New releases like “Superman Returns” cost $3.99, while classics like “Reservoir Dogs” cost $2.99. The studio’s content plays in Microsoft’s Windows Media Player 11. It is secured by Microsoft’s antipiracy software, which blocks users from watching rented movies on more than one PC or sending them to others over the Internet.

Ashwin Navin, BitTorrent’s co-founder and chief operating officer, said the company had secured the right to permit users to buy outright digital copies of films, but the studios wanted to charge prices that would be too high for most consumers. “We don’t think the current prices are a smart thing to show any user,” he said. “We want to allocate services with very digestible price points.”

BitTorrent, which is based in San Francisco and has 45 employees, will face significant challenges as it tries to carve out some space in the emerging digital downloading landscape. Apple is the largest presence among the legitimate Internet media stores. ITunes, which has sold more than a billion dollars worth of digital music, sells movies from Walt Disney and Paramount and programs from all the major TV networks.

Other entrants in the nascent field include Walmart.com, MovieLink.com (owned by four of the studios) and Amazon Unbox, which recently announced a way for TiVo users to download movies to their television instead of watching them on smaller PC screens.

Michael McGuire, a vice president at the research firm Gartner, said BitTorrent and its rivals all face the same challenge: “They must get consumers to look at this as a better and more reliable way to watch a movie than renting a DVD.”

There is also the illegal economy in pirated video content, whose size dwarfs that of the legal online media stores. The Motion Picture Association of America has said that a million movies are illegally acquired every day using BitTorrent technology. The software is open source, so versions of it, as well as Web sites offering pirated movies, are maintained by companies not affiliated with BitTorrent.

Bram Cohen, BitTorrent’s co-founder and chief executive and the inventor of the technology, said the new store would offer a compelling alternative to the illegal ecosystem. “I think what consumers want is a good experience,” he said, “and the first part of that is making the content they want available legitimately.”

But he added that the antipiracy software that will protect files in the new store, which the studios insist on including, will make the experience more cumbersome for users. “We are not happy with the user interface implications” of digital rights management, or D.R.M., Mr. Cohen said. “It’s an unfortunate thing. We would really like to strip it all away.”

BitTorrent’s store will have some advantages over legal rivals’. Its peer-to-peer technology introduced by Mr. Cohen in 2001 works by taking pieces of large files from nearby computer users who have that file, permitting speedy downloads.

In a test of the new BitTorrent store, downloading the film “X-Men 3” took two hours with a broadband Internet connection. Downloading the same movie from Walmart.com took three hours. And BitTorrent downloads should theoretically become faster as more people sign up, since digital copies will originate from nearby computers whose owners have bought the movie, instead of from a central server.

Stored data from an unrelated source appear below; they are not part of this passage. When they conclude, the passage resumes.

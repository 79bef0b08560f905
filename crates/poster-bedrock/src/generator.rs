use std::future::Future;
use std::pin::Pin;

use poster_core::models::generation::{GeneratedContent, GenerationTransaction};

use crate::error::GenerationError;

pub type BoxFuture<'a, T> = Pin<Box<dyn Future<Output = T> + Send + 'a>>;

/// A completed generation call and what it produced.
#[derive(Debug, Clone)]
pub struct GenerationResult {
    pub transaction: GenerationTransaction,
    pub content: GeneratedContent,
}

/// Turns free-text notes into structured poster content.
///
/// Methods return boxed futures for dyn compatibility.
pub trait ContentGenerator: Send + Sync {
    /// Identifier of the backing model, recorded on each transaction.
    fn model_id(&self) -> &str;

    fn generate<'a>(
        &'a self,
        notes: &'a str,
    ) -> BoxFuture<'a, Result<GenerationResult, GenerationError>>;
}
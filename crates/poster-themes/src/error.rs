use thiserror::Error;

#[derive(Debug, Error)]
pub enum ThemeError {
    #[error("unknown theme: {0}")]
    UnknownTheme(String),

    #[error("serialization error: {0}")]
    Serialization(#[from] serde_json::Error),
}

The company, which has received close to $30 million in venture capital, ultimately wants to use its media store to demonstrate how the underlying technology is effective at moving large files around the Internet. The it wants to sell the technology to other media stores and to the studios themselves.

The studios hope the new BitTorrent will put a dent in the illegal trading of their content. Thomas Lesinski, president of Paramount Pictures Digital Entertainment, said he hoped the store would win over young people accustomed to free fare. “We look at this as a first step in the peer-to-peer world, to try to steer people toward legitimate content,” he said.

BitTorrent executives say they are not able to prevent illegal downloads in the larger file-sharing world. But they cite internal studies that say 34 percent of BitTorrent users would pay for content if a comprehensive, legal service was available.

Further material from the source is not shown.